*YOUR ASSIGNMENT*.
Check every line below, and copy those that include "fill".

Data entries
--------------------
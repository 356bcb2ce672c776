pub mod audio_stream;
pub mod driver;
pub mod sample_producer;
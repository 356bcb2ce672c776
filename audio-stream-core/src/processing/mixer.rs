//! Allocation-free mixing helpers used on the real-time path.

use crate::processing::buffer_view::{InputBuffer, OutputBuffer};

/// Average of all channels of one frame.
#[inline]
pub fn downmix_frame(frame: &[f32]) -> f32 {
    if frame.is_empty() {
        return 0.0;
    }
    frame.iter().sum::<f32>() / frame.len() as f32
}

/// Route live input to a monitor output.
///
/// Each input frame is averaged to mono, scaled by `amplification`, and
/// written to every channel of the matching output frame. Output frames
/// without a matching input frame are silenced.
pub fn write_monitor_output(input: &InputBuffer<'_>, output: &mut OutputBuffer<'_>, amplification: f32) {
    let mut inputs = input.frames();
    for out_frame in output.frames_mut() {
        let value = match inputs.next() {
            Some(frame) => downmix_frame(frame) * amplification,
            None => 0.0,
        };
        out_frame.fill(value);
    }
}

/// RMS level of a block of samples.
pub fn rms_level(samples: &[f32]) -> f32 {
    if samples.is_empty() {
        return 0.0;
    }
    let sum_of_squares: f32 = samples.iter().map(|s| s * s).sum();
    (sum_of_squares / samples.len() as f32).sqrt()
}

/// Peak absolute level of a block of samples.
pub fn peak_level(samples: &[f32]) -> f32 {
    samples.iter().fold(0.0f32, |peak, s| peak.max(s.abs()))
}

#[cfg(test)]
mod tests {
    use approx::assert_relative_eq;

    use super::*;

    #[test]
    fn downmix_averages_channels() {
        assert_relative_eq!(downmix_frame(&[0.2, 0.4]), 0.3);
        assert_eq!(downmix_frame(&[]), 0.0);
    }

    #[test]
    fn mono_monitor_is_amplified() {
        let samples = [0.2, -0.2, 0.2, -0.2];
        let mut out = [0.0f32; 4];
        write_monitor_output(
            &InputBuffer::new(&samples, 1),
            &mut OutputBuffer::new(&mut out, 1),
            2.0,
        );
        for (actual, expected) in out.iter().zip([0.4, -0.4, 0.4, -0.4]) {
            assert_relative_eq!(*actual, expected);
        }
    }

    #[test]
    fn stereo_input_is_downmixed_to_every_output_channel() {
        let samples = [0.5, 0.1, -0.2, -0.4];
        let mut out = [0.0f32; 4];
        write_monitor_output(
            &InputBuffer::new(&samples, 2),
            &mut OutputBuffer::new(&mut out, 2),
            1.0,
        );
        assert_relative_eq!(out[0], 0.3);
        assert_relative_eq!(out[1], 0.3);
        assert_relative_eq!(out[2], -0.3);
        assert_relative_eq!(out[3], -0.3);
    }

    #[test]
    fn missing_input_frames_are_silenced() {
        let samples = [1.0];
        let mut out = [9.0f32; 3];
        write_monitor_output(
            &InputBuffer::new(&samples, 1),
            &mut OutputBuffer::new(&mut out, 1),
            1.0,
        );
        assert_eq!(out, [1.0, 0.0, 0.0]);
    }

    #[test]
    fn levels() {
        assert_relative_eq!(rms_level(&[0.5, -0.5]), 0.5);
        assert_relative_eq!(peak_level(&[0.1, -0.7, 0.3]), 0.7);
        assert_eq!(rms_level(&[]), 0.0);
        assert_eq!(peak_level(&[]), 0.0);
    }
}
//! Waveform envelopes for visualizing recorded samples.
//!
//! Produces the per-column data a renderer draws; drawing itself is left to
//! the integration shell.

use serde::Serialize;

/// Smallest and largest sample within one display column.
#[derive(Debug, Clone, Copy, PartialEq, Serialize)]
pub struct MinMax {
    pub min: f32,
    pub max: f32,
}

/// Split `samples` into `columns` contiguous slices and report each slice's extremes.
///
/// When there are fewer samples than columns, the surplus columns are empty
/// and omitted.
pub fn min_max_columns(samples: &[f32], columns: usize) -> Vec<MinMax> {
    if samples.is_empty() || columns == 0 {
        return Vec::new();
    }

    let columns = columns.min(samples.len());
    let mut envelope = Vec::with_capacity(columns);
    for column in 0..columns {
        let start = column * samples.len() / columns;
        let end = (column + 1) * samples.len() / columns;
        let slice = &samples[start..end];
        let (min, max) = slice
            .iter()
            .fold((f32::MAX, f32::MIN), |(min, max), &s| (min.min(s), max.max(s)));
        envelope.push(MinMax { min, max });
    }
    envelope
}

/// Pick one sample per column from `samples[offset..offset + length]`.
///
/// Stops early when the window runs past the end of `samples`.
pub fn sample_columns(samples: &[f32], offset: usize, length: usize, columns: usize) -> Vec<f32> {
    let mut picked = Vec::with_capacity(columns);
    if columns == 0 {
        return picked;
    }
    for column in 0..columns {
        let index = offset + length * column / columns;
        match samples.get(index) {
            Some(&value) => picked.push(value),
            None => break,
        }
    }
    picked
}

/// Map a sample in `[-1, 1]` to a row of a display `height` pixels tall.
pub fn sample_to_row(value: f32, height: usize) -> usize {
    if height == 0 {
        return 0;
    }
    let row = (height as f32 * (value.clamp(-1.0, 1.0) + 1.0) / 2.0) as usize;
    row.min(height - 1)
}

#[cfg(test)]
mod tests {
    use super::*;

    #[test]
    fn min_max_per_column() {
        let samples = [0.1, -0.5, 0.9, 0.2, -0.1, 0.0];
        let envelope = min_max_columns(&samples, 3);
        assert_eq!(
            envelope,
            vec![
                MinMax { min: -0.5, max: 0.1 },
                MinMax { min: 0.2, max: 0.9 },
                MinMax { min: -0.1, max: 0.0 },
            ]
        );
    }

    #[test]
    fn fewer_samples_than_columns() {
        let envelope = min_max_columns(&[0.5, -0.5], 10);
        assert_eq!(envelope.len(), 2);
        assert_eq!(envelope[1], MinMax { min: -0.5, max: -0.5 });
    }

    #[test]
    fn empty_input_has_no_columns() {
        assert!(min_max_columns(&[], 4).is_empty());
        assert!(min_max_columns(&[1.0], 0).is_empty());
    }

    #[test]
    fn sample_columns_stride_through_window() {
        let samples: Vec<f32> = (0..10).map(|v| v as f32).collect();
        assert_eq!(sample_columns(&samples, 2, 8, 4), vec![2.0, 4.0, 6.0, 8.0]);
        assert_eq!(sample_columns(&samples, 8, 8, 4), vec![8.0]);
    }

    #[test]
    fn rows_are_clamped_into_the_display() {
        assert_eq!(sample_to_row(-1.0, 100), 0);
        assert_eq!(sample_to_row(0.0, 100), 50);
        assert_eq!(sample_to_row(1.0, 100), 99);
        assert_eq!(sample_to_row(3.0, 100), 99);
        assert_eq!(sample_to_row(0.0, 0), 0);
    }
}
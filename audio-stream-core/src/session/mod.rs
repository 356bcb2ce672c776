pub mod subsystem;
pub mod thread_guard;
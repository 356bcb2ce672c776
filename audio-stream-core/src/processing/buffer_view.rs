//! Bounds-checked views over the interleaved `f32` buffers a driver hands to
//! the real-time callback.
//!
//! Layout is `[ch0, ch1, .., chN, ch0, ch1, ..]`. A trailing partial frame is
//! never exposed.

/// Read-only interleaved input samples for one callback period.
#[derive(Debug, Clone, Copy)]
pub struct InputBuffer<'a> {
    samples: &'a [f32],
    channels: usize,
}

impl<'a> InputBuffer<'a> {
    pub fn new(samples: &'a [f32], channels: usize) -> Self {
        let whole = if channels == 0 {
            0
        } else {
            samples.len() - samples.len() % channels
        };
        Self {
            samples: &samples[..whole],
            channels,
        }
    }

    /// A view with no channels and no frames (output-only streams).
    pub fn empty() -> Self {
        Self {
            samples: &[],
            channels: 0,
        }
    }

    pub fn channels(&self) -> usize {
        self.channels
    }

    pub fn frame_count(&self) -> usize {
        if self.channels == 0 {
            0
        } else {
            self.samples.len() / self.channels
        }
    }

    pub fn is_empty(&self) -> bool {
        self.samples.is_empty()
    }

    /// Samples of frame `index`, one per channel.
    pub fn frame(&self, index: usize) -> Option<&'a [f32]> {
        let start = index.checked_mul(self.channels)?;
        self.samples.get(start..start + self.channels)
    }

    pub fn frames(&self) -> impl Iterator<Item = &'a [f32]> + 'a {
        let channels = self.channels.max(1);
        self.samples.chunks_exact(channels)
    }

    pub fn interleaved(&self) -> &'a [f32] {
        self.samples
    }
}

/// Writable interleaved output samples for one callback period.
#[derive(Debug)]
pub struct OutputBuffer<'a> {
    samples: &'a mut [f32],
    channels: usize,
}

impl<'a> OutputBuffer<'a> {
    pub fn new(samples: &'a mut [f32], channels: usize) -> Self {
        let whole = if channels == 0 {
            0
        } else {
            samples.len() - samples.len() % channels
        };
        Self {
            samples: &mut samples[..whole],
            channels,
        }
    }

    /// A view with no channels and no frames (input-only streams).
    pub fn empty() -> Self {
        Self {
            samples: &mut [],
            channels: 0,
        }
    }

    pub fn channels(&self) -> usize {
        self.channels
    }

    pub fn frame_count(&self) -> usize {
        if self.channels == 0 {
            0
        } else {
            self.samples.len() / self.channels
        }
    }

    pub fn is_empty(&self) -> bool {
        self.samples.is_empty()
    }

    pub fn frame_mut(&mut self, index: usize) -> Option<&mut [f32]> {
        let start = index.checked_mul(self.channels)?;
        self.samples.get_mut(start..start + self.channels)
    }

    pub fn frames_mut(&mut self) -> impl Iterator<Item = &mut [f32]> + '_ {
        let channels = self.channels.max(1);
        self.samples.chunks_exact_mut(channels)
    }

    pub fn interleaved_mut(&mut self) -> &mut [f32] {
        &mut *self.samples
    }

    pub fn silence(&mut self) {
        self.samples.fill(0.0);
    }
}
--------------------
*ANSWER BOX*.
        out_frame.fill(value);
        self.samples.fill(0.0);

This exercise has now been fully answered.